(Beginning of Supplied records)
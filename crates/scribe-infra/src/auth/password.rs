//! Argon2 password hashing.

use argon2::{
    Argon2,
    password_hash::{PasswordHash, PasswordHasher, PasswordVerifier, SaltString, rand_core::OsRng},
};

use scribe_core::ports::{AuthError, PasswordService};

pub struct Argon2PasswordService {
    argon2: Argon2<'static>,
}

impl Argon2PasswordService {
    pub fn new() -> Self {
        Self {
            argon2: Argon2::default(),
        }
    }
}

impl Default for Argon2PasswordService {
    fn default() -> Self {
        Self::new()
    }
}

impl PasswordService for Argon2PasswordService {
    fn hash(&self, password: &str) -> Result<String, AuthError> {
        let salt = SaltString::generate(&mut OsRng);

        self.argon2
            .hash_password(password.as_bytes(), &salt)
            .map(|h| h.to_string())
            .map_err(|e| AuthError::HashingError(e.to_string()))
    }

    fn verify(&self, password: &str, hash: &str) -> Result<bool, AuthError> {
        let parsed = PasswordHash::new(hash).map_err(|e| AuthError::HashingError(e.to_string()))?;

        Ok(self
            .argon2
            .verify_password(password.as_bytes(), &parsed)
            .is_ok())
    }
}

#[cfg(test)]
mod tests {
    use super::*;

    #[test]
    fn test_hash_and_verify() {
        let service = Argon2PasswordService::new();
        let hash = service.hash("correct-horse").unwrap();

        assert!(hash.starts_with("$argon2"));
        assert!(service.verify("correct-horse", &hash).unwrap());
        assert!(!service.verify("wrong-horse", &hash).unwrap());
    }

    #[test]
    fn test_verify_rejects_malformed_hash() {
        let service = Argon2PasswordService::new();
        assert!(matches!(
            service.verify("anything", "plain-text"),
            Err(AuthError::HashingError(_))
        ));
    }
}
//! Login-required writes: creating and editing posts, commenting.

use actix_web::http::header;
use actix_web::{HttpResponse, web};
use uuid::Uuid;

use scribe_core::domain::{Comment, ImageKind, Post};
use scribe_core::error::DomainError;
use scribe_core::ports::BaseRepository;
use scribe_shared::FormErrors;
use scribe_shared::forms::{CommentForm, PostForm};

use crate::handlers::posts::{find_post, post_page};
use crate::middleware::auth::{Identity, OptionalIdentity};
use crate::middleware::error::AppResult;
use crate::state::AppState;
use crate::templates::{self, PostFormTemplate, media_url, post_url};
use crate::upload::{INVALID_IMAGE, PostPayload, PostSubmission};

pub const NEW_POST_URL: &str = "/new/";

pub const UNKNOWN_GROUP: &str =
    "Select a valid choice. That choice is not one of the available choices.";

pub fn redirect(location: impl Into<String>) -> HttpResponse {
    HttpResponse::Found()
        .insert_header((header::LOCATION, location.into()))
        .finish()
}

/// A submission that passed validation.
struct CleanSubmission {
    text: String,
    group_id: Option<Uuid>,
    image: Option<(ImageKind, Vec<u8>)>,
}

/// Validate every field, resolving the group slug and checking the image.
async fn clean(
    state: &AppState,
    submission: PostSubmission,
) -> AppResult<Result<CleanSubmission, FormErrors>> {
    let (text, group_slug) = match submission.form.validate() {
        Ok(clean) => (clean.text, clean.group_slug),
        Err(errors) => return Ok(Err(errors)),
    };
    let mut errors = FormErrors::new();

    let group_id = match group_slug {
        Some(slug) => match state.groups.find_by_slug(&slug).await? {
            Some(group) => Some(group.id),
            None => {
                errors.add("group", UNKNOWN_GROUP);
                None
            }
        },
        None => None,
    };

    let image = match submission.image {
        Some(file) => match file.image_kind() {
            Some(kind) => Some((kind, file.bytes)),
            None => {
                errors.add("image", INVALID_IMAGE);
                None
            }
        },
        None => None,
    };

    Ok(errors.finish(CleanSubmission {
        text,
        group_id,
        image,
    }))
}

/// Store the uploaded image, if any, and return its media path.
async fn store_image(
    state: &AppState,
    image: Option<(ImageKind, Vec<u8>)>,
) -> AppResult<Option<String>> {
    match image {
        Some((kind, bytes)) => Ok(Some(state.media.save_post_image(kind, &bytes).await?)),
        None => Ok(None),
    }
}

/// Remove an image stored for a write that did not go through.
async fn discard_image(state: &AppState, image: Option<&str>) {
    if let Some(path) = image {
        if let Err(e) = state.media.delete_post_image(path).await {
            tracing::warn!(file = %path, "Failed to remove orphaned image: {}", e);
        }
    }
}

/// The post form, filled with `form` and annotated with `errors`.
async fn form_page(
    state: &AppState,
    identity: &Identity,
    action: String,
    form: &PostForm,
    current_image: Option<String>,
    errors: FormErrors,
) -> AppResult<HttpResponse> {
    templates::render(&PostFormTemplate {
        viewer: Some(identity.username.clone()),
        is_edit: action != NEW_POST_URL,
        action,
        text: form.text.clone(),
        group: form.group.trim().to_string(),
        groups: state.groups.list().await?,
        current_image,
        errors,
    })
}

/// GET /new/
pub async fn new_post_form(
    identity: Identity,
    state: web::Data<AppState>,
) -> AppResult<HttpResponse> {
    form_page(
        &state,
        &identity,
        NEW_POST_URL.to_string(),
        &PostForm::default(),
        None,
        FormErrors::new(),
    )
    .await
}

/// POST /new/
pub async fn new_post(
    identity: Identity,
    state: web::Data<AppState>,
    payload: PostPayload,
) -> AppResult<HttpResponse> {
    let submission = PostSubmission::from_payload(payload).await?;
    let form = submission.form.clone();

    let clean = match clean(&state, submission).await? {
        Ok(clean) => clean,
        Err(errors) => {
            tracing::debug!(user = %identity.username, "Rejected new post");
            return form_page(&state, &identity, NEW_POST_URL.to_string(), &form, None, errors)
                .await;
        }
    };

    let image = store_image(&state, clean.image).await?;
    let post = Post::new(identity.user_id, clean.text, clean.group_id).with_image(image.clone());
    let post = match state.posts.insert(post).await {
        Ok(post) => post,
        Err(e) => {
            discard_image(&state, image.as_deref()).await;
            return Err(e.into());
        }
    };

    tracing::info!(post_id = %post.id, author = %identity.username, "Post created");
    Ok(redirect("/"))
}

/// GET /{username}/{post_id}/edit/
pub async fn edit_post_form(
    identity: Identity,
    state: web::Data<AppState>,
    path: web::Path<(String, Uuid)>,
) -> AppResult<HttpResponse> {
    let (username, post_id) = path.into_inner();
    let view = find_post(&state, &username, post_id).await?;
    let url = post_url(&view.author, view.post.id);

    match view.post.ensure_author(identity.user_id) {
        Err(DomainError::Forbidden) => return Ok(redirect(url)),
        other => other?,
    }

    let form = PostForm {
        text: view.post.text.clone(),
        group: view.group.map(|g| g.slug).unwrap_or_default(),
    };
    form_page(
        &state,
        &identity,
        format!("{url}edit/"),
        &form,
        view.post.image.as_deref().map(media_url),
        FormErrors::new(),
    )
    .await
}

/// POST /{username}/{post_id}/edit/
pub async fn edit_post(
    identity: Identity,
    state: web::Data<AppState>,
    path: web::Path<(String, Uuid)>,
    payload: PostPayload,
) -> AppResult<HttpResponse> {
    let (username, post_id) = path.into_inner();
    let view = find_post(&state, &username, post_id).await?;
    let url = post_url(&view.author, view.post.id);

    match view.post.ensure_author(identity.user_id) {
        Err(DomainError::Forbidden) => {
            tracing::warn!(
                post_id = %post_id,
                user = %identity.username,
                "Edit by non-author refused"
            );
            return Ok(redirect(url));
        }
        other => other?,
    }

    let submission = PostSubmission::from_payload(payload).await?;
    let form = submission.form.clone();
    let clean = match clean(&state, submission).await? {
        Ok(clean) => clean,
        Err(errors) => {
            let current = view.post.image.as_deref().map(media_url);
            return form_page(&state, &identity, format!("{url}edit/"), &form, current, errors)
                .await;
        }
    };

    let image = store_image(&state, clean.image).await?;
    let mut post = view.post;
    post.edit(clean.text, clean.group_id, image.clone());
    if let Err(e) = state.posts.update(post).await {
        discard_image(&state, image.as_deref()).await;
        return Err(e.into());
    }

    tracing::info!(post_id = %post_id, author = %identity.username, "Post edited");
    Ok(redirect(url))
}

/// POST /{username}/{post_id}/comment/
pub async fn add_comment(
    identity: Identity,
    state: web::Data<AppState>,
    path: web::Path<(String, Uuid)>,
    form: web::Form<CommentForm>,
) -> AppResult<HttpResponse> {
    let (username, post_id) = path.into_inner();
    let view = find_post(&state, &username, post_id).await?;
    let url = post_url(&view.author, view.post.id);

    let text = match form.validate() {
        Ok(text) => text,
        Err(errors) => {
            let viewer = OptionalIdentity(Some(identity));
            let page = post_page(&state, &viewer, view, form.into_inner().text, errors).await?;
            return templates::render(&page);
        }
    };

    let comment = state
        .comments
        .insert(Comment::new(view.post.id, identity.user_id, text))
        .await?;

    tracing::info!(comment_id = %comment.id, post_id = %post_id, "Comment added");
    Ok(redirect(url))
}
(End of Supplied records)
▸ **What you should do**:
Look through the entries above, find each line containing "PasswordHash", and copy it.

▸ **Response**:
    password_hash::{PasswordHash, PasswordHasher, PasswordVerifier, SaltString, rand_core::OsRng},
        let parsed = PasswordHash::new(hash).map_err(|e| AuthError::HashingError(e.to_string()))?;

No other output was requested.